Mi conjetura, basada en la información
publicada por CNN en español, es que Salman deseaba que sus servicios
secretos supieran que con él no se podía jugar porque no vacilaba en
eliminarte. Era un mensaje a su entorno.
En los últimos tiempos le había enviado a su amigo Omar Abdulaziz más de 400 mensajes por WhatsApp en los que criticaba severamente a Salman. Los dos creían que comunicándose por WhatsApp estaban
a salvo de la inteligencia saudí, pero no era cierto: hace ya algún
tiempo que los israelíes habían descubierto cómo vulnerar esos códigos y
presumiblemente casi todos los servicios de espionaje poseen el modo de
penetrar el popular (y gratis) sistema de comunicación.
Khashoggi tenía a Salman por un joven petulante e implacable que tomaba prisionero a cualquiera. Cita CNN: “Los
arrestos no están justificados y no le sirven (dicta la lógica), pero
la tiranía no tiene lógica, él ama la fuerza, la opresión y necesita
presumirlas. Es como una bestia ‘pac man’ que cuantas más víctimas come,
más quiere. No me sorprendería que la opresión alcanzara incluso a
aquellos que lo celebran, luego otros y otros más y así en adelante.
Dios sabe”.
Cuando la prensa le ha preguntado a Trump
sobre las razones de su encubrimiento a Salman, el presidente
norteamericano ha dicho una falsedad (“pudiera haberlo hecho o pudiera
no haberlo hecho”), pero enseguida ha respondido como un vendedor,
contando la razón económica tras esa farsa insostenible: Arabia Saudí es
un socio de máxima importancia.
Le vende a Estados Unidos el 9% del petróleo que el país importa y le
compra el 98% de las armas y proyectiles que utiliza. Estamos hablando
de miles de millones de dólares, sin contar los gastos de guerra de los
Emiratos Árabes Unidos, de Egipto y Turquía, también clientes de
Washington.
En éste y parecidos episodios, protagonizados tanto por demócratas
como por republicanos, se advierte la enorme contradicción que existe
entre el discurso de la libertad y la conducta de los diferentes
gobiernos.

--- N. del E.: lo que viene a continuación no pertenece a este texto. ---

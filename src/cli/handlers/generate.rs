//! `genforge generate`

use super::super::commands::GenerateArgs;
use super::super::flags::{mode_flags, parse_vars};
use super::super::output::TextRender;
use super::super::CliContext;
use crate::generator::templates::TemplateEngine;
use crate::generator::{GenerationOutcome, GenerationRequest, Generator};
use crate::resolve::{GenerationMode, ModeResolution, ModeSource};
use anyhow::Result;
use tracing::info;

pub struct GenerateHandler<'a> {
    context: &'a CliContext,
}

impl<'a> GenerateHandler<'a> {
    pub fn new(context: &'a CliContext) -> Self {
        Self { context }
    }

    pub async fn handle(&self, args: GenerateArgs) -> Result<()> {
        let resolution = self.context.run.resolve_mode(&mode_flags(&args.mode))?;
        let mode = effective_mode(&resolution, &args);
        info!(%mode, source = %resolution.source, "resolved generation mode");

        let request = GenerationRequest {
            name: args.name,
            template: args.template,
            output: args.output,
            description: args.description,
            author: args.author,
            license: args.license,
            variables: parse_vars(&args.vars)?,
            config_file: args.config_file,
            profile: args.profile,
            force: args.force,
            dry_run: args.dry_run,
        };

        let engine = TemplateEngine::new()?;
        let settings = self.context.config_manager.settings();
        let profiles = self.context.config_manager.profiles();
        let cache = self.context.cache();
        let generator =
            Generator::new(&engine, &settings.defaults, &profiles).with_cache(cache.as_ref());

        let mut prompter = self.context.prompter();
        let outcome = generator.run(mode, &request, prompter.as_mut()).await?;
        self.context.printer.print(&outcome)?;
        Ok(())
    }
}

/// A saved-configuration source implies config mode unless a flag chose
/// otherwise.
fn effective_mode(resolution: &ModeResolution, args: &GenerateArgs) -> GenerationMode {
    let has_profile = args.config_file.is_some() || args.profile.is_some();
    match resolution.source {
        ModeSource::Environment(_) if has_profile => GenerationMode::Config,
        _ => resolution.mode,
    }
}

impl TextRender for GenerationOutcome {
    fn render_text(&self) -> String {
        let verb = if self.dry_run { "Would generate" } else { "Generated" };
        let mut out = format!(
            "{} {} from template '{}' in {}",
            verb,
            self.project_name,
            self.template,
            self.output_dir.display()
        );
        for file in &self.files {
            out.push_str("\n  ");
            out.push_str(file);
        }
        out
    }
}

Y la excusa (también cierta) es que, si las armas no las
vendiera Estados Unidos, los beneficiados serían otros poderes
adversarios: Rusia o China se quedarían con esos mercados, o incluso
Francia, Reino Unido o Alemania, otros de los grandes mercaderes de
armamentos.
En todo caso, es un disparate mayúsculo que el presidente –sea Trump u Obama-,
o la Corona española o inglesa, patrocine intereses (la industria
armamentista, los hoteleros, los que sean), como si a todos los
habitantes de sus países les conviviera el éxito económico de esos
sectores. Eso no es verdad.
Cuando yo era joven creía que “lo que era bueno para la General Motor
era bueno para Estados Unidos”. No es cierto. Lo que es bueno para la
sociedad lo determina el libre mercado y no los acuerdos mercantilistas
de los gobernantes, punto de partida de tantos negocietes indignos, como se ha visto con los Odebrecht de este mundo.
Contrario a la leyenda, los países no tienen intereses económicos
discernibles. Lo que es bueno para los exportadores es malo para los
importadores y viceversa. Las empresas son las que tienen intereses.
Los presidentes y los reyes son sólo los depositarios de los valores
generales de la sociedad. Si Trump hubiera suscrito este principio, la sangre de Khashoggi no habría manchado a la Casa Blanca y él no estaría en apuros.